/---
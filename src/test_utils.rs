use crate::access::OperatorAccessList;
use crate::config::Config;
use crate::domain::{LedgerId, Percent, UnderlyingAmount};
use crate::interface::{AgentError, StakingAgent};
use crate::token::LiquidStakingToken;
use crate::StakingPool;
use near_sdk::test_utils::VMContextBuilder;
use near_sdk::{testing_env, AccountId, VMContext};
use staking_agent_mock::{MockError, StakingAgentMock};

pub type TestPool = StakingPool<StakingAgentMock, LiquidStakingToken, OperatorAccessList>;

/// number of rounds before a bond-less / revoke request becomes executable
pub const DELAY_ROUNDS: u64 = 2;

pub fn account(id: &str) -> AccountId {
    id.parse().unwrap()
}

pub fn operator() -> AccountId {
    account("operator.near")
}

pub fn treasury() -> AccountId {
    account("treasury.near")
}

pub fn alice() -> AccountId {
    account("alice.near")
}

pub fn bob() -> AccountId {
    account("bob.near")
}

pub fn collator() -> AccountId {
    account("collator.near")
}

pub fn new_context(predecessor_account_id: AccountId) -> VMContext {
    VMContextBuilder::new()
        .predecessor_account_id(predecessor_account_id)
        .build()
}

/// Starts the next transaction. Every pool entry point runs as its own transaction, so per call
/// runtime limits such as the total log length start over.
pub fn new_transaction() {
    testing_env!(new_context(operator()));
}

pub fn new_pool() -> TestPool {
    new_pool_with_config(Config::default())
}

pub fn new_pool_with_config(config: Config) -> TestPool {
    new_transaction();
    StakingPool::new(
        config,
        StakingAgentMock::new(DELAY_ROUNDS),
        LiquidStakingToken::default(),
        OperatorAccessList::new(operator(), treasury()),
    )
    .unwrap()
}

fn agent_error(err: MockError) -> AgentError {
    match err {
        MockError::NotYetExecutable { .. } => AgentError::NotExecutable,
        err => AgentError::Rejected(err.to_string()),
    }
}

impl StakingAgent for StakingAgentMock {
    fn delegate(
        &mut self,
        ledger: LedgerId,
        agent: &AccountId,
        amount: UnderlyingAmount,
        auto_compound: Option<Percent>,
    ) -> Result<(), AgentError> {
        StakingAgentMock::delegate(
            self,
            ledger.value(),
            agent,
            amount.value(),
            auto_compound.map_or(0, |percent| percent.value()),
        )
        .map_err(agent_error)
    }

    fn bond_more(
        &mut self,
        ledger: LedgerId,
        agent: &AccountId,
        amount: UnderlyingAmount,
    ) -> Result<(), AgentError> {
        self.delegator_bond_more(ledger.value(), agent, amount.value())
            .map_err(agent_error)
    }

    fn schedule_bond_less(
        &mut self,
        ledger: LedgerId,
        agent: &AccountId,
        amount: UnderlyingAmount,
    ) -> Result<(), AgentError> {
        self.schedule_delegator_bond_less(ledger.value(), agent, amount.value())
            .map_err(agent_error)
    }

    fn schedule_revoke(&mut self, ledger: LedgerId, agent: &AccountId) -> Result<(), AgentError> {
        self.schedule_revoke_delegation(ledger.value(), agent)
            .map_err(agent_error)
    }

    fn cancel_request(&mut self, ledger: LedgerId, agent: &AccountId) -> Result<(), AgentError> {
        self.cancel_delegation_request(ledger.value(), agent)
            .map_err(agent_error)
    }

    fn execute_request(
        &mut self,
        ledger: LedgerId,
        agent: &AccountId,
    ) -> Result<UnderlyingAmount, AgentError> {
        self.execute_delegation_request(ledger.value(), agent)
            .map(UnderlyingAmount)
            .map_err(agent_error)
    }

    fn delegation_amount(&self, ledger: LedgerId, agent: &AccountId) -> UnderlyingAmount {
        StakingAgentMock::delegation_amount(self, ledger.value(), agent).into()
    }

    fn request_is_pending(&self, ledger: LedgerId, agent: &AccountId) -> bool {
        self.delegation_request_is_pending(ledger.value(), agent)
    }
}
\---
/---
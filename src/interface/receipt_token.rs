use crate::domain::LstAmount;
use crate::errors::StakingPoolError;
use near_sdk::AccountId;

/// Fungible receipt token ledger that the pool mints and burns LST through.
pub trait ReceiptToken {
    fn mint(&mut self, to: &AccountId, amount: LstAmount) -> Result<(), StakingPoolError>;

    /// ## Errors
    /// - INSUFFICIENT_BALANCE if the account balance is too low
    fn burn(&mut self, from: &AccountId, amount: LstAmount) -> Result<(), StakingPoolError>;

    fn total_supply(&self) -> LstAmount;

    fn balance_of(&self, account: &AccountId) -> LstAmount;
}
\---
/---
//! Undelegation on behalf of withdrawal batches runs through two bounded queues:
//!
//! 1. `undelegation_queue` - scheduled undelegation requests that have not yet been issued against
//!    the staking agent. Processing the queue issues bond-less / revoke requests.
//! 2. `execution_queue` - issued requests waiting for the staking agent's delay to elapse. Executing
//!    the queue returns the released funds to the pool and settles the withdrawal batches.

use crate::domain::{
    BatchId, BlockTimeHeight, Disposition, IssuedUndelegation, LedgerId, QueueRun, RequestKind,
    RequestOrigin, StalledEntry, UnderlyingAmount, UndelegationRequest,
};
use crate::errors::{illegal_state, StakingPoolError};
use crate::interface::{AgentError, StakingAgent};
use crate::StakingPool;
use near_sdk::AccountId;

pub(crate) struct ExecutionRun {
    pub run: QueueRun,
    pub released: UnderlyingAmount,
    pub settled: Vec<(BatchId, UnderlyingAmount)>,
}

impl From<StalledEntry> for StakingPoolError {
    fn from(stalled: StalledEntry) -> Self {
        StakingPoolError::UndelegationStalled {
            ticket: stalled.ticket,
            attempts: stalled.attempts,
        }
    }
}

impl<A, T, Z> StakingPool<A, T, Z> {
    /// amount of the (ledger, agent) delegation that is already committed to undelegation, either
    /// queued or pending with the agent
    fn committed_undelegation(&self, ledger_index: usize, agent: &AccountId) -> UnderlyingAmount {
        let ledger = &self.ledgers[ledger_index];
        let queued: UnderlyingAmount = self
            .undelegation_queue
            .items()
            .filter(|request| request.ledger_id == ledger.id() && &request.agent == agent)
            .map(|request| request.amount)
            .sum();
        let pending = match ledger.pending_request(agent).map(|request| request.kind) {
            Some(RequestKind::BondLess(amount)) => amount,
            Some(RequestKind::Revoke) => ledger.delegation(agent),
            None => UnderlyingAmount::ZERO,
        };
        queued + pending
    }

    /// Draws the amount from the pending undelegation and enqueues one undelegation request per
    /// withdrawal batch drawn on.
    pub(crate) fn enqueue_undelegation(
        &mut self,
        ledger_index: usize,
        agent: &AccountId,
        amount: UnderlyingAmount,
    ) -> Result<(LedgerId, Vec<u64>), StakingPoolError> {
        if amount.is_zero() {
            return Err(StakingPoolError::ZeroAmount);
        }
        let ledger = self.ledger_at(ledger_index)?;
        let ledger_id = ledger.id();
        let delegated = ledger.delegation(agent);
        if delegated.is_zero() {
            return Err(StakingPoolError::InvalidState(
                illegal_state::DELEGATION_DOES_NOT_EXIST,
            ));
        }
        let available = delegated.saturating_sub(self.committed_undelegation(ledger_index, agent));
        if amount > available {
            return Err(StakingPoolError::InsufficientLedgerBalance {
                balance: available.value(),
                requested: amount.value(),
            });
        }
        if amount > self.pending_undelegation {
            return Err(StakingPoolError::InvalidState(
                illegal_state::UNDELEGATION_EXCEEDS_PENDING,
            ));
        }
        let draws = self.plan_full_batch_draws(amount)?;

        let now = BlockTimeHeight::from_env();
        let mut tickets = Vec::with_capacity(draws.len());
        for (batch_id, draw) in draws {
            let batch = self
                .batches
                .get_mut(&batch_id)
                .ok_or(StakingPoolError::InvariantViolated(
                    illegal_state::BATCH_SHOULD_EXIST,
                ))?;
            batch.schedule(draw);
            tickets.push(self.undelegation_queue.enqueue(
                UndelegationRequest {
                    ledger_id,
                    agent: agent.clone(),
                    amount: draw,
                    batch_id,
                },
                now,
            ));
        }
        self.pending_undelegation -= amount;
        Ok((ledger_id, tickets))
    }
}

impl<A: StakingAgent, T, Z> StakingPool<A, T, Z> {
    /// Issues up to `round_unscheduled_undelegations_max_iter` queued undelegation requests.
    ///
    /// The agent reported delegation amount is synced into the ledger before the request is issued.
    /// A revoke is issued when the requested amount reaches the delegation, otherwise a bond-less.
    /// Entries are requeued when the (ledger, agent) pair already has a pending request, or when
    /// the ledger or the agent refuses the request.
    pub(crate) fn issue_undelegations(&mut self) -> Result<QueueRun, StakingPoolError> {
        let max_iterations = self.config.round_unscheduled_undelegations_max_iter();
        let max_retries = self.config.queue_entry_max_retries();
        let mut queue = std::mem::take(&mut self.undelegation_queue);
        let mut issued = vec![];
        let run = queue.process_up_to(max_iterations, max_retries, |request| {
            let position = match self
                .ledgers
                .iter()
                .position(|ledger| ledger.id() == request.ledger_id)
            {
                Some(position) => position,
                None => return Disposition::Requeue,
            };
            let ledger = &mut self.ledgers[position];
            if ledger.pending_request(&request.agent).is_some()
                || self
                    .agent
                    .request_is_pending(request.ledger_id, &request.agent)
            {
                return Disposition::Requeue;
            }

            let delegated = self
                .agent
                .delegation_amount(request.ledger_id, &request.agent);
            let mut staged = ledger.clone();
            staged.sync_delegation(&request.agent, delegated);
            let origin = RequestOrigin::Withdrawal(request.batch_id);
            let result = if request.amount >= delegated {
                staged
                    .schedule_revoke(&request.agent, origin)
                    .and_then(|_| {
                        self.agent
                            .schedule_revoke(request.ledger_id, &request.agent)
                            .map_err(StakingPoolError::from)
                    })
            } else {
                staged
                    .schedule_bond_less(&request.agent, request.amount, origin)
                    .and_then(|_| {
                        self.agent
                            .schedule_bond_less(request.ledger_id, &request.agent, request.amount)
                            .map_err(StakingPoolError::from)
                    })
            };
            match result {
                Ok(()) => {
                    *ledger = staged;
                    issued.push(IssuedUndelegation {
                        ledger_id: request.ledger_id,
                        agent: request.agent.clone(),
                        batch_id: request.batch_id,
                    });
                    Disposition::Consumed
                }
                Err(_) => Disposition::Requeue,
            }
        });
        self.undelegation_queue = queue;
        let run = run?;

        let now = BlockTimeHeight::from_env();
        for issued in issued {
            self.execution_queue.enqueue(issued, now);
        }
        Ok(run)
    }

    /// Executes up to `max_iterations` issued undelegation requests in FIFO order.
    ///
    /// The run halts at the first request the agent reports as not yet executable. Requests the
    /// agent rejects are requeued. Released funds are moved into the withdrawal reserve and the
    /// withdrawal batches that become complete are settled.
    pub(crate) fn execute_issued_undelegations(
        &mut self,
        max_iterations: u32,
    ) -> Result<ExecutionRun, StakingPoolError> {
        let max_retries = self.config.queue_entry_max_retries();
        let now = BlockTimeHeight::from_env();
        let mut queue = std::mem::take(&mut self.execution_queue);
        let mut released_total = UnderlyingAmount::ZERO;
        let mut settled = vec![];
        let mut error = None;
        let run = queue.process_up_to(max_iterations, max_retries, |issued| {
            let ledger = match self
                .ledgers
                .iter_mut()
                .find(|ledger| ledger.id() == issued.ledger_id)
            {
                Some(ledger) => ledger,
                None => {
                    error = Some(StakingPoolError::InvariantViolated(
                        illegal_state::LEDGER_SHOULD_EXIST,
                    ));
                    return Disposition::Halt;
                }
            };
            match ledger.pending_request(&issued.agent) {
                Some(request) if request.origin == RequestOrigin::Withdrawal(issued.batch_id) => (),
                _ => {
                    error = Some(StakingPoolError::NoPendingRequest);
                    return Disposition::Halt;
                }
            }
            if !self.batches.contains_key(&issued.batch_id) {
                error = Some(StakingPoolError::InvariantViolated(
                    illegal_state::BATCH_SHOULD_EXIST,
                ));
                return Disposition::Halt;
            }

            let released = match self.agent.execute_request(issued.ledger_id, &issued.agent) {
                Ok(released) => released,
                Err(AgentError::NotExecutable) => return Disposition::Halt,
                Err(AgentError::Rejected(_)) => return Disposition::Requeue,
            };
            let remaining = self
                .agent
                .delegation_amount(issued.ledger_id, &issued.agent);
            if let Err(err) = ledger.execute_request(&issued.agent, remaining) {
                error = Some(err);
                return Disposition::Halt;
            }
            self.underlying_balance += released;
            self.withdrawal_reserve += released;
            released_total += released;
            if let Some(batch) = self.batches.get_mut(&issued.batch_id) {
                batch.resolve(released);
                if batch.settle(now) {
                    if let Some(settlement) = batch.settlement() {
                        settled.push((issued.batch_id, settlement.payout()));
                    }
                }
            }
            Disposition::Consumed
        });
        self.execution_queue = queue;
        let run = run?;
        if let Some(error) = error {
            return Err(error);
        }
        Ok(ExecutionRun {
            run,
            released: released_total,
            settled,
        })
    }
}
\---
-- TASK STATEMENT --
Every line of the data that includes the word "IssuedUndelegation" should be copied.

-- RESPONSE AREA --
    BatchId, BlockTimeHeight, Disposition, IssuedUndelegation, LedgerId, QueueRun, RequestKind,
                    issued.push(IssuedUndelegation {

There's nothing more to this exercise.